If we select solve from the problems/analysis menu the default output for this problem will be a text window containing the exact same ASCII based results that felt would produce for this model. In a problem this large, this kind of output is not very useful so we would probably rather make use of some ov velvet's more powerful post-processing options. We can generate a color contour plot of the stress in the x direction by selecting plot stresses from the post-processing menu (other components of stress would also be available by changing the settings in the conturing control dialog box, also available from the post-processing menu). We could also do the same thing for a displacement component (in this case the x component). These color contour plots can be saved in either PPM or EPS format. Another useful kind of output for a large problem like this is a wireframe drawing of the displaced shape. Velvet can save these wireframe drawings in either PostScript format or as an XWD.

Transient analysis of a two-dimensional frame

For a transient analysis problem like this frame example, felt can generate both tabular output or ASCII based time-displacement plots. In velvet, you can get the same tabular output as in felt, but the time-displacement plots are graphical and can be saved in PostScript format for easy hardcopy rendering. Animation of transient analysis problems is also available in velvet. The animation window in velvet gives you easy control over the speed and direction (forward or reverse) of the animation.

The forcing function in this example was a periodic ramp with period 0.4 seconds constructed using a simple fmod() statement. This kind of construction is just one example of FElt's powerful input syntax that allows you to describe time-dependent forcing functions or boundary conditions as either analytic functions of time or as a series of discrete time, value pairs.

Modal analysis of a two-dimensional frame

The modal analysis capabilities in FElt allow you to calculate the eigenvalues (natural frequencies) and eigenvectors (mode shapes) of a FElt problem. This example input file for a simple two-dimensional frame when run through felt will produce a simple table of eigenvalues and eigenvectors. If we solve the problem in velvet we can also draw the actual mode shapes corresponding to the eigenvectors.
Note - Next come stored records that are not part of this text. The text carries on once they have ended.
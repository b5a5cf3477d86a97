//! Core algorithms for light-spot detection and tracking.
//!
//! This crate is intentionally small and purely algorithmic: segmentation,
//! contour extraction, moment-based centroids and motion aggregation over
//! in-memory frame buffers. It does *not* open cameras, draw windows or
//! write files; those collaborators live behind the seams in `spot-track`.

mod contour;
mod error;
mod frame;
mod logger;
mod moments;
mod preprocess;
mod segment;
mod select;
mod track;

pub use contour::{find_external_contours, Contour};
pub use error::DetectError;
pub use frame::{FrameError, GrayFrame, Mask, RgbFrame, MASK_FG};
pub use moments::{centroid, contour_moments, Moments};
pub use preprocess::{
    auto_sigma, gaussian_kernel, preprocess, smooth, to_gray, SMOOTHING_KERNEL_SIZE,
};
pub use segment::{rgb_to_hsv, Hsv, HueRange, IntensityThreshold, SegmentError, HUE_MAX};
pub use select::{above_threshold, largest, DetectedObject};
pub use track::PositionHistory;

#[cfg(feature = "tracing")]
pub use logger::init_tracing;

pub use logger::{init, init_with_level};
The controls for this kind of output allow you to flip through each mode one at a time. You can also save each mode shape plot as either an XWD or PostScript file.

Static thermal analysis of a plate

Static thermal analysis involves basically the same mathematical procedure and roughly the same kinds of output as static structural analysis. In this example we have a rectangular plate, insulated top and bottom. The left-most edge is held at a fixed temperature of 100 degrees and the other three are exposed to a free stream temperature of 50 degrees. The output from felt for this problem consists of a table of nodal temperatures at thermal equilibrium. If we had solved the problem in velvet then we could also have generated a color contour plot of temperature by selecting plot displacements (temperature is the single displacement DOF in a thermal analysis problem) from the post-processing menu (note the very coarse contouring that results from the very coarse mesh in this plot).

Transient heat transfer in a one-dimensional rod

With this example we are modeling transient heat transfer in a one-dimensional rod. The rod is modeled as two elements. The right end of the rod is insulated and the left end is held at a fixed temperature so we only consider convection over the length-wise surface. The initial temperature at all three nodes is 25 degrees. At time t=0+, node 1 is raised to 85 degrees and maintained there. Note that along with the standard tabular and plotted result the output from felt for this problem also includes print-outs of th mass and stiffness matrices. Just like for transient structural analysis, the output from velvet for this kind of problem replaces the ASCII based plot with a graphical one.